While serving on the panel “The Private Sector and the Future of Work for People with Disabilities” for RespectAbility’s ADA30 Summit in July 2020, Piscopo spoke about disability employment, especially during the time of COVID-19, sharing that one benefit has been the equalization brought about by work-from-home: “We’re not worried about accommodations for people with disabilities, we are worried about accommodations, period.” He added that this has led to organizations recognizing the relevance and value of accommodations and hopes that this understanding will make this process easier in the future, as well as increase disability employment.
“People with disabilities really don’t need your charity: people with disabilities need opportunities, and once you give them opportunities, they can add value to you, to society, to organizations and all that,” he stated. “Having people with disabilities in the workforce is not just a nice thing to do, but actually a very smart thing to do.”

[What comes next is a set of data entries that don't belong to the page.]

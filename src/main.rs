use iced::widget::{column, container, scrollable, text_editor};
use iced::{Element, Length, Size, Task, Theme};
use std::time::Duration;
use tracing_subscriber::{layer::SubscriberExt, util::SubscriberInitExt};

mod ui;

use item_catalog::config::Config;
use item_catalog::state::carousel::Carousel;
use item_catalog::state::data::{ItemId, ItemType};
use item_catalog::state::library::Library;
use item_catalog::state::storage::{MemoryStorage, SqliteStorage, Storage};
use ui::form::ItemForm;
use ui::image::ImageCache;
use ui::{Notice, Page};

/// How long the "added" confirmation stays on screen
const NOTICE_TIMEOUT: Duration = Duration::from_secs(3);

/// Main application state
struct ItemCatalog {
    /// The item catalog
    library: Library,
    /// "Add Items" form state
    form: ItemForm,
    /// Lightbox state for the "View Items" page
    carousel: Carousel,
    /// Currently visible page
    page: Page,
    /// Banner shown above the form
    notice: Option<Notice>,
    /// Incremented for every notice so stale timers don't dismiss newer ones
    notice_id: u64,
    /// Remote images fetched this session
    images: ImageCache,
}

/// Application messages (events)
#[derive(Debug, Clone)]
pub enum Message {
    /// Switch page from the navigation bar
    Navigate(Page),
    NameChanged(String),
    TypeSelected(ItemType),
    DescriptionEdited(text_editor::Action),
    CoverImageChanged(String),
    AdditionalImagesEdited(text_editor::Action),
    /// User pressed "Add Item"
    Submit,
    /// Notice timer elapsed
    DismissNotice(u64),
    /// User clicked a gallery card
    OpenItem(ItemId),
    NextImage,
    PreviousImage,
    JumpToImage(usize),
    CloseViewer,
    /// A remote image download finished
    ImageFetched(String, Result<Vec<u8>, String>),
}

impl ItemCatalog {
    /// Create a new instance of the application
    fn new(library: Library, startup_warning: Option<String>) -> (Self, Task<Message>) {
        tracing::info!(count = library.len(), "item catalog initialized");

        let notice = startup_warning.or_else(|| {
            library
                .recovered_from_corrupt()
                .then(|| "Saved items could not be read. Starting with an empty catalog.".to_string())
        });

        (
            ItemCatalog {
                library,
                form: ItemForm::new(),
                carousel: Carousel::new(),
                page: Page::AddItems,
                notice: notice.map(Notice::Warning),
                notice_id: 0,
                images: ImageCache::new(),
            },
            Task::none(),
        )
    }

    /// Handle application messages and update state
    fn update(&mut self, message: Message) -> Task<Message> {
        match message {
            Message::Navigate(page) => {
                tracing::debug!(?page, "navigate");
                self.page = page;
                self.carousel.close();
                if page == Page::ViewItems {
                    let covers: Vec<String> = self
                        .library
                        .items()
                        .iter()
                        .map(|item| item.cover_image.clone())
                        .collect();
                    self.fetch_images(covers)
                } else {
                    Task::none()
                }
            }
            Message::NameChanged(value) => {
                self.form.set_name(value);
                Task::none()
            }
            Message::TypeSelected(item_type) => {
                self.form.set_type(item_type);
                Task::none()
            }
            Message::DescriptionEdited(action) => {
                self.form.edit_description(action);
                Task::none()
            }
            Message::CoverImageChanged(value) => {
                self.form.set_cover_image(value);
                Task::none()
            }
            Message::AdditionalImagesEdited(action) => {
                self.form.edit_additional_images(action);
                Task::none()
            }
            Message::Submit => self.submit(),
            Message::DismissNotice(id) => {
                if id == self.notice_id {
                    self.notice = None;
                }
                Task::none()
            }
            Message::OpenItem(id) => {
                let Some(item) = self.library.get(id).cloned() else {
                    return Task::none();
                };
                let urls: Vec<String> = item.images().into_iter().map(str::to_string).collect();
                self.carousel.select(item);
                self.fetch_images(urls)
            }
            Message::NextImage => {
                self.carousel.next();
                Task::none()
            }
            Message::PreviousImage => {
                self.carousel.previous();
                Task::none()
            }
            Message::JumpToImage(index) => {
                if index < self.carousel.image_count() {
                    self.carousel.jump_to(index);
                }
                Task::none()
            }
            Message::CloseViewer => {
                self.carousel.close();
                Task::none()
            }
            Message::ImageFetched(url, result) => {
                self.images.finish(url, result);
                Task::none()
            }
        }
    }

    /// Start downloads for the remote images in `urls` that are not cached yet
    fn fetch_images(&mut self, urls: Vec<String>) -> Task<Message> {
        let tasks: Vec<Task<Message>> = urls
            .iter()
            .filter_map(|url| self.images.request(url))
            .map(|url| {
                tracing::debug!(%url, "fetching image");
                Task::perform(ui::image::fetch_image(url), |(url, result)| {
                    Message::ImageFetched(url, result)
                })
            })
            .collect();

        Task::batch(tasks)
    }

    fn submit(&mut self) -> Task<Message> {
        let Some(validated) = self.form.submit() else {
            return Task::none();
        };

        let notice = match self.library.add(validated) {
            Ok(_) => Notice::Success,
            // The item is still in the session, only the save failed
            Err(err) => Notice::Warning(format!("Item added, but it could not be saved: {err}")),
        };

        self.form.reset();
        self.show_notice(notice)
    }

    fn show_notice(&mut self, notice: Notice) -> Task<Message> {
        self.notice_id += 1;
        self.notice = Some(notice);

        let id = self.notice_id;
        Task::perform(tokio::time::sleep(NOTICE_TIMEOUT), move |_| {
            Message::DismissNotice(id)
        })
    }

    /// Build the user interface
    fn view(&self) -> Element<Message> {
        let page: Element<Message> = match self.page {
            Page::AddItems => self.form.view(self.notice.as_ref()),
            Page::ViewItems => ui::gallery::view(self.library.items(), &self.images),
        };

        let content = column![
            ui::navigation(self.page),
            container(scrollable(container(page).padding(24).width(Length::Fill)))
                .width(Length::Fill)
                .height(Length::Fill),
        ];

        match (self.page, self.carousel.selected()) {
            (Page::ViewItems, Some(_)) => ui::modal(
                content,
                ui::viewer::view(&self.carousel, &self.images),
                Message::CloseViewer,
            ),
            _ => content.into(),
        }
    }

    /// Set the application theme
    fn theme(&self) -> Theme {
        Theme::Light
    }
}

/// Open the on-disk catalog, falling back to an in-memory one for this session
fn open_library(config: &Config) -> (Library, Option<String>) {
    let storage: Result<Box<dyn Storage>, String> = SqliteStorage::open(&config.db_path())
        .map(|storage| Box::new(storage) as Box<dyn Storage>)
        .map_err(|err| err.to_string());

    let loaded = storage.and_then(|storage| Library::load(storage).map_err(|err| err.to_string()));

    match loaded {
        Ok(library) => (library, None),
        Err(err) => {
            tracing::error!(error = %err, "catalog unavailable, items will not be saved");
            (
                Library::empty(Box::new(MemoryStorage::new())),
                Some(format!("Catalog could not be opened ({err}). Items will not be saved.")),
            )
        }
    }
}

fn main() -> iced::Result {
    let config = Config::from_env();

    tracing_subscriber::registry()
        .with(tracing_subscriber::EnvFilter::new(&config.log_filter))
        .with(tracing_subscriber::fmt::layer())
        .init();

    let (library, startup_warning) = open_library(&config);

    iced::application(
        "Item Management System",
        ItemCatalog::update,
        ItemCatalog::view,
    )
    .theme(ItemCatalog::theme)
    .window_size(Size::new(1200.0, 800.0))
    .centered()
    .run_with(move || ItemCatalog::new(library, startup_warning))
}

Along with his focus on people with disabilities in the workplace, Piscopo also advocates for Hispanic and Latinx individuals within The Coca-Cola Company. Discussing being at and working at the intersection of these two identities, he said, “[with] the evolution of corporate responsibility and social justice and all of that, all those groups working together can actually create synergies that make them as a group more powerful.”
Just 39.4 Percent of Working-Age Hispanic and Latinx People with Disabilities Are Employed
As the country observes National Hispanic Heritage Month, which began September 15, 2020 and ends October 15, 2020, it is important to note that there are 5.2 million Hispanic and Latinx people with disabilities living in the U.S.
The Disability Statistics Compendium, released by Institute on Disability at the University of New Hampshire, shows that in the economic expansion prior to the COVID-19 pandemic, just 39.4 percent of working-age Latinx people with disabilities had jobs, compared to 76 percent of Latinx people without disabilities. In total, out of 2,915,754 working-age Latinx people with disabilities, only 1,149,092 had jobs pre-pandemic.
Piscopo is actively working to change these statistics.
“I will take every opportunity to teach the world that we deserve this world as much as everybody else,” he said during RespectAbility’s 2019 disability summit on Capitol Hill. “That’s my pledge. And my second pledge is that I will peel the label off people to see what is really inside and act based on that, not about the label.”